On top of Pike’s Peak. I took the photo. Note how barren it is. There is more there now, but the air got thinner or, alternatively, I got older. Alan Vasher and Bob deHilster

At last the Rockies loomed on the horizon and we got to Colorado Springs and Pike’s Peak. The road to the top was not paved all the way in 1954. For some reason that now escapes me, I drove the van up and down Pike’s Peak. I have been to the top two or three times in the intervening years and there is a lot more there now than in 1954. Oxygen seems to be in shorter supply now than sixty-four years ago.

I remember stopping in a store and the three of us having a conversation with the clerk, a woman old enough to be our mother. She advised us to be careful about climbing the mountains and said that her son had attempted to climb Long’s Peak and did not return—-ever.

Eventually we made our way to the east entrance of Rocky Mountain National Park, just beyond Estes Park and spent a few days in the campground. I can’t remember where, but we took a horseback ride in the mountains, Alan was more into horses than the other Bob and I were. We also did some climbing and I remember getting up quite high and looking down on our campground. Many years later in 1976 I imagined we were in the same area and Uncles Scot and Paul and I climbed in the same area. We did not get up to where I remember we were in 1954. Somehow the mountain got higher and steeper.

Somewhere along the way our battery got weaker and we started parking on hills so that we could release the brake, coast and engage the clutch to start the engine. A knowledgeable adult suggested we check the water in the battery. BINGO, we added water and the battery once again started doing its job.

Onward and westward, we were on our way. The road was the Trail Ridge Parkway and it goes up and up and still up more to crest at 12,183 feet elevation. Our van struggled a bit and I sort of remember adding water to the radiator. Driving slowly up hill, with all of that signage, did invite some stares from passing motorists.

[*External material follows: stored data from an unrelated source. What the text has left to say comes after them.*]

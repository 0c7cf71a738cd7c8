//! HTTP API for the writing surface.
//!
//! - `GET /api/google-docs`: recent documents
//! - `POST /api/google-docs`: create, list tabs, or fetch as Markdown
//! - `PUT /api/google-docs`: replace a document's content with Markdown
//! - `GET /api/stats`: writing statistics and today's goal progress
//!
//! Every route expects `Authorization: Bearer <token>`.

use std::net::SocketAddr;
use std::sync::Arc;

use axum::{
    Json, Router,
    extract::{FromRequestParts, State},
    http::{StatusCode, header, request::Parts},
    response::{IntoResponse, Response},
    routing::get,
};
use docs_gateway::{Credential, DocsApi, Gateway, GatewayError};
use serde::Deserialize;
use serde_json::{Value, json};
use tokio::signal;
use tower_http::trace::TraceLayer;
use word_ledger::{GoalProgress, GoalStore, SessionStore, current_goal, writing_stats};

/// Shared application state
pub struct AppState {
    pub gateway: Gateway<Arc<dyn DocsApi>>,
    pub sessions: Arc<dyn SessionStore>,
    pub goals: Arc<dyn GoalStore>,
    /// Whose statistics `/api/stats` reports
    pub user_id: Option<String>,
}

pub fn router(state: Arc<AppState>) -> Router {
    Router::new()
        .route(
            "/api/google-docs",
            get(list_documents).post(document_action).put(update_document),
        )
        .route("/api/stats", get(stats))
        .layer(TraceLayer::new_for_http())
        .with_state(state)
}

pub async fn serve(state: Arc<AppState>, bind: &str) -> anyhow::Result<()> {
    let addr: SocketAddr = bind.parse()?;
    let listener = tokio::net::TcpListener::bind(addr).await?;
    tracing::info!("Serving API on http://{}", addr);

    axum::serve(listener, router(state))
        .with_graceful_shutdown(shutdown_signal())
        .await?;

    tracing::info!("Server shut down");
    Ok(())
}

async fn shutdown_signal() {
    if let Err(e) = signal::ctrl_c().await {
        tracing::error!("Failed to listen for Ctrl+C: {}", e);
        std::future::pending::<()>().await;
    }
    tracing::info!("Shutdown signal received");
}

/// JSON error response: `{ "error": message }`
#[derive(Debug)]
pub struct ApiError {
    status: StatusCode,
    message: String,
}

impl ApiError {
    fn new(status: StatusCode, message: impl Into<String>) -> Self {
        Self {
            status,
            message: message.into(),
        }
    }

    fn unauthorized() -> Self {
        Self::new(StatusCode::UNAUTHORIZED, "Unauthorized")
    }

    fn bad_request(message: impl Into<String>) -> Self {
        Self::new(StatusCode::BAD_REQUEST, message)
    }

    /// Map a gateway failure. `upstream_message` is what the caller sees
    /// when the remote service itself failed.
    fn from_gateway(err: GatewayError, upstream_message: &str) -> Self {
        match err {
            GatewayError::Unauthorized => Self::unauthorized(),
            GatewayError::NotFound(what) => {
                tracing::debug!("Not found: {}", what);
                Self::new(StatusCode::NOT_FOUND, "Could not load document")
            }
            GatewayError::Validation { message, .. } => Self::bad_request(message),
            GatewayError::Upstream { status, message } => {
                tracing::error!("Upstream error ({}): {}", status, message);
                Self::new(StatusCode::BAD_GATEWAY, upstream_message)
            }
        }
    }
}

impl IntoResponse for ApiError {
    fn into_response(self) -> Response {
        (self.status, Json(json!({ "error": self.message }))).into_response()
    }
}

/// The caller's bearer token
pub struct Bearer(pub Credential);

impl<S: Send + Sync> FromRequestParts<S> for Bearer {
    type Rejection = ApiError;

    async fn from_request_parts(parts: &mut Parts, _state: &S) -> Result<Self, Self::Rejection> {
        let token = parts
            .headers
            .get(header::AUTHORIZATION)
            .and_then(|value| value.to_str().ok())
            .and_then(|value| value.strip_prefix("Bearer "))
            .map(str::trim)
            .filter(|token| !token.is_empty())
            .ok_or_else(|| {
                tracing::debug!("Missing or malformed Authorization header");
                ApiError::unauthorized()
            })?;

        Ok(Bearer(Credential::bearer(token)))
    }
}

#[derive(Debug, Default, Deserialize)]
#[serde(rename_all = "camelCase")]
struct DocumentAction {
    action: Option<String>,
    title: Option<Value>,
    document_id: Option<String>,
    tab_id: Option<String>,
}

#[derive(Debug, Default, Deserialize)]
#[serde(rename_all = "camelCase")]
struct DocumentUpdate {
    document_id: Option<String>,
    markdown: Option<Value>,
    tab_id: Option<String>,
}

async fn list_documents(
    State(state): State<Arc<AppState>>,
    Bearer(credential): Bearer,
) -> Result<Json<Value>, ApiError> {
    let docs = state
        .gateway
        .list_recent_documents(&credential)
        .await
        .map_err(|e| ApiError::from_gateway(e, "Failed to fetch documents"))?;
    Ok(Json(json!({ "docs": docs })))
}

async fn document_action(
    State(state): State<Arc<AppState>>,
    Bearer(credential): Bearer,
    Json(body): Json<DocumentAction>,
) -> Result<Json<Value>, ApiError> {
    let gateway_error =
        |e: GatewayError| ApiError::from_gateway(e, "Failed to process document request");
    let document_id = body.document_id.as_deref().unwrap_or_default();

    match body.action.as_deref() {
        Some("create") => {
            let title = body.title.as_ref().and_then(Value::as_str).unwrap_or_default();
            let doc = state
                .gateway
                .create_document(&credential, title)
                .await
                .map_err(gateway_error)?;
            Ok(Json(json!({ "doc": doc })))
        }
        Some("getTabs") => {
            let tabs = state
                .gateway
                .list_containers(&credential, document_id)
                .await
                .map_err(gateway_error)?;
            Ok(Json(json!({ "tabs": tabs })))
        }
        _ => {
            let markdown = state
                .gateway
                .fetch_as_markup(&credential, document_id, body.tab_id.as_deref())
                .await
                .map_err(gateway_error)?;
            Ok(Json(json!({ "markdown": markdown })))
        }
    }
}

async fn update_document(
    State(state): State<Arc<AppState>>,
    Bearer(credential): Bearer,
    Json(body): Json<DocumentUpdate>,
) -> Result<Json<Value>, ApiError> {
    let document_id = body
        .document_id
        .as_deref()
        .filter(|id| !id.trim().is_empty())
        .ok_or_else(|| ApiError::bad_request("Document ID is required"))?;
    let markdown = body
        .markdown
        .as_ref()
        .and_then(Value::as_str)
        .ok_or_else(|| ApiError::bad_request("Markdown content is required"))?;

    let outcome = state
        .gateway
        .replace_with_markup(&credential, document_id, markdown, body.tab_id.as_deref())
        .await
        .map_err(|e| ApiError::from_gateway(e, "Failed to update document"))?;
    Ok(Json(json!(outcome)))
}

async fn stats(
    State(state): State<Arc<AppState>>,
    Bearer(_credential): Bearer,
) -> Result<Json<Value>, ApiError> {
    let user_id = state.user_id.as_deref().ok_or_else(ApiError::unauthorized)?;
    let store_error = |e: word_ledger::StoreError| {
        tracing::error!("Failed to read ledger: {}", e);
        ApiError::new(StatusCode::INTERNAL_SERVER_ERROR, "Failed to load statistics")
    };

    let today = chrono::Local::now().date_naive();
    let sessions = state.sessions.get_all(user_id).await.map_err(store_error)?;
    let goals = state.goals.goals(user_id).await.map_err(store_error)?;

    let written_today = sessions
        .iter()
        .find(|s| s.date == today)
        .map_or(0, |s| s.word_count);
    let goal = current_goal(&goals, today);

    Ok(Json(json!({
        "stats": writing_stats(&sessions, today),
        "today": GoalProgress::for_day(goal, written_today, today),
        "goal": goal,
    })))
}

#[cfg(test)]
mod tests {
    use super::*;
    use axum::body::{Body, to_bytes};
    use axum::http::Request;
    use docs_gateway::InMemoryDocsApi;
    use tower::ServiceExt;
    use word_ledger::{Goal, MemoryStore};

    struct Harness {
        api: Arc<InMemoryDocsApi>,
        store: Arc<MemoryStore>,
        app: Router,
    }

    fn harness(user_id: Option<&str>) -> Harness {
        let api = Arc::new(InMemoryDocsApi::new());
        let store = Arc::new(MemoryStore::new());
        let state = Arc::new(AppState {
            gateway: Gateway::new(api.clone() as Arc<dyn DocsApi>),
            sessions: store.clone(),
            goals: store.clone(),
            user_id: user_id.map(str::to_string),
        });
        Harness {
            api,
            store,
            app: router(state),
        }
    }

    fn request(method: &str, uri: &str, body: Option<Value>) -> Request<Body> {
        let builder = Request::builder()
            .method(method)
            .uri(uri)
            .header(header::AUTHORIZATION, "Bearer ya29.test");
        match body {
            Some(body) => builder
                .header(header::CONTENT_TYPE, "application/json")
                .body(Body::from(body.to_string()))
                .unwrap(),
            None => builder.body(Body::empty()).unwrap(),
        }
    }

    async fn send(app: &Router, request: Request<Body>) -> (StatusCode, Value) {
        let response = app.clone().oneshot(request).await.unwrap();
        let status = response.status();
        let bytes = to_bytes(response.into_body(), usize::MAX).await.unwrap();
        let body = if bytes.is_empty() {
            Value::Null
        } else {
            serde_json::from_slice(&bytes).unwrap()
        };
        (status, body)
    }

    #[tokio::test]
    async fn test_missing_token_is_unauthorized() {
        let h = harness(None);
        let request = Request::builder()
            .uri("/api/google-docs")
            .body(Body::empty())
            .unwrap();

        let (status, body) = send(&h.app, request).await;
        assert_eq!(status, StatusCode::UNAUTHORIZED);
        assert_eq!(body["error"], "Unauthorized");
    }

    #[tokio::test]
    async fn test_list_documents() {
        let h = harness(None);
        h.api.add_document("First", "");
        h.api.add_document("Second", "");

        let (status, body) = send(&h.app, request("GET", "/api/google-docs", None)).await;
        assert_eq!(status, StatusCode::OK);
        assert_eq!(body["docs"].as_array().unwrap().len(), 2);
        assert_eq!(body["docs"][0]["name"], "Second");
    }

    #[tokio::test]
    async fn test_fetch_markdown_is_default_action() {
        let h = harness(None);
        let id = h.api.add_document("Doc", "# Title\n\nSome **bold** text");

        let (status, body) = send(
            &h.app,
            request("POST", "/api/google-docs", Some(json!({ "documentId": id }))),
        )
        .await;
        assert_eq!(status, StatusCode::OK);
        assert_eq!(body["markdown"], "# Title\n\nSome **bold** text");
    }

    #[tokio::test]
    async fn test_create_requires_title() {
        let h = harness(None);

        let (status, body) = send(
            &h.app,
            request("POST", "/api/google-docs", Some(json!({ "action": "create", "title": 7 }))),
        )
        .await;
        assert_eq!(status, StatusCode::BAD_REQUEST);
        assert_eq!(body["error"], "Document title is required");

        let (status, body) = send(
            &h.app,
            request(
                "POST",
                "/api/google-docs",
                Some(json!({ "action": "create", "title": "Morning pages" })),
            ),
        )
        .await;
        assert_eq!(status, StatusCode::OK);
        assert_eq!(body["doc"]["name"], "Morning pages");
    }

    #[tokio::test]
    async fn test_get_tabs_requires_document_id() {
        let h = harness(None);

        let (status, body) = send(
            &h.app,
            request("POST", "/api/google-docs", Some(json!({ "action": "getTabs" }))),
        )
        .await;
        assert_eq!(status, StatusCode::BAD_REQUEST);
        assert_eq!(body["error"], "Document ID is required");

        let id = h.api.add_document("Doc", "");
        h.api.add_tab(&id, None, "Notes", "").unwrap();
        let (status, body) = send(
            &h.app,
            request(
                "POST",
                "/api/google-docs",
                Some(json!({ "action": "getTabs", "documentId": id })),
            ),
        )
        .await;
        assert_eq!(status, StatusCode::OK);
        assert_eq!(body["tabs"][1]["title"], "Notes");
        assert_eq!(body["tabs"][1]["nestingDepth"], 0);
    }

    #[tokio::test]
    async fn test_update_document() {
        let h = harness(None);
        let id = h.api.add_document("Doc", "old");

        let (status, body) = send(
            &h.app,
            request("PUT", "/api/google-docs", Some(json!({ "documentId": id }))),
        )
        .await;
        assert_eq!(status, StatusCode::BAD_REQUEST);
        assert_eq!(body["error"], "Markdown content is required");

        let (status, body) = send(
            &h.app,
            request("PUT", "/api/google-docs", Some(json!({ "markdown": "x" }))),
        )
        .await;
        assert_eq!(status, StatusCode::BAD_REQUEST);
        assert_eq!(body["error"], "Document ID is required");

        let (status, body) = send(
            &h.app,
            request(
                "PUT",
                "/api/google-docs",
                Some(json!({ "documentId": id, "markdown": "## New\n\nthree new words" })),
            ),
        )
        .await;
        assert_eq!(status, StatusCode::OK);
        assert_eq!(body, json!({ "success": true, "wordCount": 4 }));
    }

    #[tokio::test]
    async fn test_error_mapping() {
        let h = harness(None);

        let (status, body) = send(
            &h.app,
            request("POST", "/api/google-docs", Some(json!({ "documentId": "missing" }))),
        )
        .await;
        assert_eq!(status, StatusCode::NOT_FOUND);
        assert_eq!(body["error"], "Could not load document");

        h.api.set_unavailable(true);
        let (status, body) = send(&h.app, request("GET", "/api/google-docs", None)).await;
        assert_eq!(status, StatusCode::BAD_GATEWAY);
        assert_eq!(body["error"], "Failed to fetch documents");

        h.api.set_unavailable(false);
        h.api.accept_only("someone-else");
        let (status, _) = send(&h.app, request("GET", "/api/google-docs", None)).await;
        assert_eq!(status, StatusCode::UNAUTHORIZED);
    }

    #[tokio::test]
    async fn test_stats() {
        let h = harness(Some("writer"));
        let today = chrono::Local::now().date_naive();
        let yesterday = today.pred_opt().unwrap();
        h.store.upsert("writer", yesterday, 300).await.unwrap();
        h.store.upsert("writer", today, 200).await.unwrap();
        let goal = Goal::new("writer", yesterday, today, 800).unwrap();
        h.store.save_goal(goal).await.unwrap();

        let (status, body) = send(&h.app, request("GET", "/api/stats", None)).await;
        assert_eq!(status, StatusCode::OK);
        assert_eq!(body["stats"]["totalWords"], 500);
        assert_eq!(body["stats"]["currentStreak"], 2);
        assert_eq!(body["today"]["target"], 800);
        assert_eq!(body["today"]["remaining"], 600);
        assert_eq!(body["today"]["daysLeft"], 1);
        assert_eq!(body["goal"]["dailyWordTarget"], 800);
    }

    #[tokio::test]
    async fn test_stats_without_user() {
        let h = harness(None);
        let (status, _) = send(&h.app, request("GET", "/api/stats", None)).await;
        assert_eq!(status, StatusCode::UNAUTHORIZED);
    }
}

Going downhill was easier. Alan was driving as we approached Steamboat Springs and in a place we had never heard of, Rabbit Ears Pass, the road turned and we almost didn’t. Vans are VERY top heavy and “stability control” had not been invented. To the left was a STEEP drop off, without guard rails, and to the right was a TALL mountain. We turned over and landed on the right side of the van and more or less in the middle of the road.

One of the tickets that got us home

The van had a split windshield and the right panel fell out and I did too–unhurt, but a little dazed by the event, not a bop on the head. I remember thinking about those 2.5 gallon oil cans that we had filled with gasoline in case we ran low. I moved away about 40′ and called back to my friends, “Are you okay?” Both were fine; none of us had any cuts or bruises. WOW, talk about a miracle.

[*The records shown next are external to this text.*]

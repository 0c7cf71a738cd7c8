//! Transport abstraction for the remote document service.
//!
//! Implementations:
//! - `HttpDocsApi` - Talks to the Docs and Drive REST APIs
//! - `InMemoryDocsApi` - Simulated service for testing

use std::sync::Arc;

use async_trait::async_trait;
use doc_markup::Operation;

use crate::credential::Credential;
use crate::error::Result;
use crate::wire::{Document, DocumentSummary};

#[async_trait]
pub trait DocsApi: Send + Sync {
    /// Documents the caller owns, most recently modified first
    async fn list_files(&self, credential: &Credential, page_size: u32)
    -> Result<Vec<DocumentSummary>>;

    /// Fetch a document with the content of all its tabs
    async fn get_document(&self, credential: &Credential, document_id: &str) -> Result<Document>;

    /// Apply the operations in order, all or nothing
    async fn batch_update(
        &self,
        credential: &Credential,
        document_id: &str,
        operations: &[Operation],
    ) -> Result<()>;

    /// Create an empty document
    async fn create_document(&self, credential: &Credential, title: &str) -> Result<Document>;
}

#[async_trait]
impl<T: DocsApi + ?Sized> DocsApi for Arc<T> {
    async fn list_files(
        &self,
        credential: &Credential,
        page_size: u32,
    ) -> Result<Vec<DocumentSummary>> {
        (**self).list_files(credential, page_size).await
    }

    async fn get_document(&self, credential: &Credential, document_id: &str) -> Result<Document> {
        (**self).get_document(credential, document_id).await
    }

    async fn batch_update(
        &self,
        credential: &Credential,
        document_id: &str,
        operations: &[Operation],
    ) -> Result<()> {
        (**self)
            .batch_update(credential, document_id, operations)
            .await
    }

    async fn create_document(&self, credential: &Credential, title: &str) -> Result<Document> {
        (**self).create_document(credential, title).await
    }
}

The police came and called for a wrecker which turned the van back on its wheels. It was barely derivable; the brakes were shot, the right windshield was missing, the sliding doors did not slide, etc. We limped the van down to Steamboat Springs and sold it and all of the contents to the railroad station master. With the proceeds and our available cash we were able to purchase train tickets back to Detroit via Denver and Chicago. I don’t remember when or how, but we got word to our parents and they met us at the train station in Detroit. I imagine that they were surprised to see us walking uninjured. It was a miracle.

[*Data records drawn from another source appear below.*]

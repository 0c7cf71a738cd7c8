//! Daily word-delta accounting.
//!
//! Tracks how many words a writer has added today across one or more
//! documents, and persists that total with debounced, retried saves.
//!
//! - [`WordTally`]: the counters and their arithmetic
//! - [`SessionTracker`]: the save state machine over a tally
//! - [`AutoSaver`]: a tokio task driving a tracker from editor events
//! - [`SessionStore`] / [`GoalStore`]: persistence, in memory or as JSON
//! - [`writing_stats`], [`current_goal`], [`GoalProgress`]: derived views

pub mod autosave;
pub mod error;
pub mod records;
pub mod retry;
pub mod stats;
pub mod store;
pub mod tally;
pub mod tracker;

pub use autosave::{AutoSaver, DEFAULT_DEBOUNCE, EditorEvent};
pub use error::{LedgerError, Result, StoreError};
pub use records::{Goal, WritingSession};
pub use retry::{RetryDecision, RetryPolicy};
pub use stats::{
    DEFAULT_DAILY_TARGET, GoalProgress, GoalSummary, WritingStats, current_goal,
    sessions_in_range, writing_stats,
};
pub use store::{GoalStore, JsonFileStore, LedgerData, MemoryStore, SessionStore};
pub use tally::WordTally;
pub use tracker::{Phase, SaveRequest, SaveStatus, SaveTrigger, SessionTracker};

I have been through Rabbit Ears Pass many times in recent years and have never been able to see where we crashed though to two tall rocks, Rabbit Ears, to the east of the road are visible. Ten or so years ago we attended a destination wedding in Keystone and as we had time to kill we drove to Steamboat. The railroad station was and still is an artsy type store. I inquired about the junk yard and went there to see if I could find the old GONE APE. The guy at the junk yard looked as though I was nuts and suggested that if the van was anywhere it would be in a river bank for erosion control.

That’s the story as I remember it.  Likely wrong in some places, but more or less correct.  I hope this answers your question and good luck to your friend.